Rogah wrote:Background: "or" has two senses, inclusive and exclusive. So "X or Y" can mean either "X or Y or both", inclusive; or "X or Y but not both", exclusive. Multiple sources say that for LSAT purposes "or" denotes inclusive or.

"Unless" similarly can have two senses, strong and weak. Examples:

weak: Takers score under 170 unless they prepped; where "Takers score under 170" is X and "they prepped" is Y, we have: if takers score 170+ then they prepped (not-X --> Y), or if they didn't prep then takers score under 170 (not-Y --> X). Note that this is the same symbolic expression as for inclusive or, i.e., X or Y (or both) also becomes not-X --> Y. So both takers scoring under 170 and having prepped are logically possible, as there is no way to derive either not-X or not-Y as a necessary condition from the preceding conditional expressions. Logically, this "unless" statement says that prepping is necessary for scoring 170+, but not sufficient. We can't say it's unlikely that takers who prepped score under 170.

probably strong: I'll go out unless it rains; where "I'll go out" is X and "it rains" is Y, X <--> not-Y (biconditional). I'll go out, or it rains, but not both -- except in unusual circumstances; in other words, I'll go out if and only if it doesn't rain. After I've made this "unless" statement we can say it's quite unlikely that I'll go out in the rain.
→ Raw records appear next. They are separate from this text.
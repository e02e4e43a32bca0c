//! Integration tests for filesystem watches (inotify, Linux only)

#![cfg(target_os = "linux")]

use resio::ops::fs::OpenOptions;
use resio::ops::watch::FsEventKind;
use resio::{ErrorKind, FsWatcher, Op, OpValue, ResourceState, Runtime};
use std::path::PathBuf;
use std::rc::Rc;
use std::time::Duration;

fn temp_dir(name: &str) -> PathBuf {
    let dir = std::env::temp_dir().join(format!("resio_watch_it_{}_{}", name, std::process::id()));
    let _ = std::fs::remove_dir_all(&dir);
    std::fs::create_dir_all(&dir).unwrap();
    dir
}

#[test]
fn test_create_new_reports_one_create() {
    let dir = temp_dir("create");
    let rt = Runtime::new().unwrap();
    let watcher = FsWatcher::open(&rt, &[dir.clone()], false).unwrap();

    let target = dir.join("fresh.txt");
    let rid = rt
        .dispatch_sync(Op::OpenSync {
            path: target.clone(),
            options: OpenOptions::new().write(true).create_new(true),
        })
        .and_then(OpValue::into_handle)
        .unwrap();
    rt.close(rid).unwrap();

    let event = rt.block_on(watcher.next()).unwrap().unwrap();
    assert_eq!(event.kind, FsEventKind::Create);
    assert_eq!(event.paths, vec![target]);

    watcher.close().unwrap();
    assert_eq!(rt.block_on(watcher.next()).unwrap(), None);
    std::fs::remove_dir_all(&dir).unwrap();
}

#[test]
fn test_close_mid_next_ends_iteration() {
    let dir = temp_dir("close");
    let rt = Runtime::new().unwrap();
    let watcher = Rc::new(FsWatcher::open(&rt, &[dir.clone()], false).unwrap());
    let rid = watcher.rid();

    let closer = watcher.clone();
    let timer_rt = rt.clone();
    let _close = rt.spawn(async move {
        timer_rt.sleep(Duration::from_millis(20)).await;
        closer.close().unwrap();
    });

    assert_eq!(rt.block_on(watcher.next()).unwrap(), None);
    assert_eq!(rt.state(rid), Some(ResourceState::Closed));
    assert_eq!(rt.stats().pending_ops, 0);
    std::fs::remove_dir_all(&dir).unwrap();
}

#[test]
fn test_overlapping_next_is_silent() {
    let dir = temp_dir("busy");
    let rt = Runtime::new().unwrap();
    let watcher = Rc::new(FsWatcher::open(&rt, &[dir.clone()], false).unwrap());

    let first = watcher.clone();
    let in_flight = rt.spawn(async move { first.next().await });
    let target = dir.join("late.txt");

    let overlapping = rt.block_on(async {
        rt.yield_now().await;
        let overlapping = watcher.next().await;
        std::fs::write(&target, b"x").unwrap();
        overlapping
    });
    assert_eq!(overlapping.unwrap(), None);

    // The first poll still delivers
    let event = rt.block_on(in_flight).unwrap().unwrap();
    assert_eq!(event.kind, FsEventKind::Create);
    assert_eq!(event.paths, vec![target]);

    // Iteration is over, so the handle goes with the last delivery
    assert_eq!(rt.state(watcher.rid()), Some(ResourceState::Closed));
    assert_eq!(rt.block_on(watcher.next()).unwrap(), None);
    assert_eq!(rt.stats().resources, 0);
    std::fs::remove_dir_all(&dir).unwrap();
}

#[test]
fn test_raw_overlapping_poll_is_busy() {
    let dir = temp_dir("raw_busy");
    let rt = Runtime::new().unwrap();
    let rid = rt
        .dispatch_sync(Op::FsWatchOpen {
            paths: vec![dir.clone()],
            recursive: false,
        })
        .and_then(OpValue::into_handle)
        .unwrap();

    let err = rt
        .block_on(async {
            let _first = rt.spawn(rt.dispatch_async(Op::FsWatchPoll { rid }, None));
            rt.yield_now().await;
            rt.dispatch_async(Op::FsWatchPoll { rid }, None).await
        })
        .unwrap_err();
    assert_eq!(err.kind(), ErrorKind::Busy);

    rt.close(rid).unwrap();
    std::fs::remove_dir_all(&dir).unwrap();
}

#[test]
fn test_recursive_watch_follows_new_directories() {
    let dir = temp_dir("recursive");
    let rt = Runtime::new().unwrap();
    let watcher = FsWatcher::open(&rt, &[dir.clone()], true).unwrap();

    let sub = dir.join("sub");
    std::fs::create_dir(&sub).unwrap();
    let event = rt.block_on(watcher.next()).unwrap().unwrap();
    assert_eq!(event.kind, FsEventKind::Create);
    assert_eq!(event.paths, vec![sub.clone()]);

    let nested = sub.join("nested.txt");
    std::fs::write(&nested, b"hi").unwrap();
    let event = rt.block_on(watcher.next()).unwrap().unwrap();
    assert_eq!(event.kind, FsEventKind::Create);
    assert_eq!(event.paths, vec![nested]);

    drop(watcher);
    assert_eq!(rt.stats().resources, 0);
    std::fs::remove_dir_all(&dir).unwrap();
}

#[test]
fn test_watch_missing_path() {
    let rt = Runtime::new().unwrap();
    let err = FsWatcher::open(&rt, &[PathBuf::from("/definitely/not/here")], false)
        .err()
        .unwrap();
    assert_eq!(err.kind(), ErrorKind::NotFound);
}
infinitely strong: a mathematical definition such as: an integer is prime unless it's divisible by an integer other than 1 or itself. It's impossible for an integer to be both prime and divisible by .... .

In sum, just like "or", the English meaning of "unless" is contextual. I've seen a couple of sources say that for LSAT purposes "unless" -- and "except if", "without", "until" -- translates into conditional expressions in accord with the weak sense. But they don't mention, even to deny LSAT applicability, of the strong sense. So: does anyone want to deny that on the LSAT "unless" always means the weak sense that allows for both the consequent and the negation of the antecedent, i.e., for both Y and X?

Edit: as it happens, the "TLS1776's Thoughts on the LSAT" thread was bumped soon after this post, and I looked again at its original post which has an excellent discussion of my topic (scroll down a bit in TLS1776's post); it concludes that on the LSAT the weak sense of "unless" is used.


Based on your definitions, I think the LSAT 'unless' definitely lines up with the weak definition of the word. When I see it on a conditional statement, I replace it with "if not." The condition following unless is your sufficient condition, but you have to negate it, and the other condition is the necessary condition. This little strategy always works and makes it really easy to hand that keyword.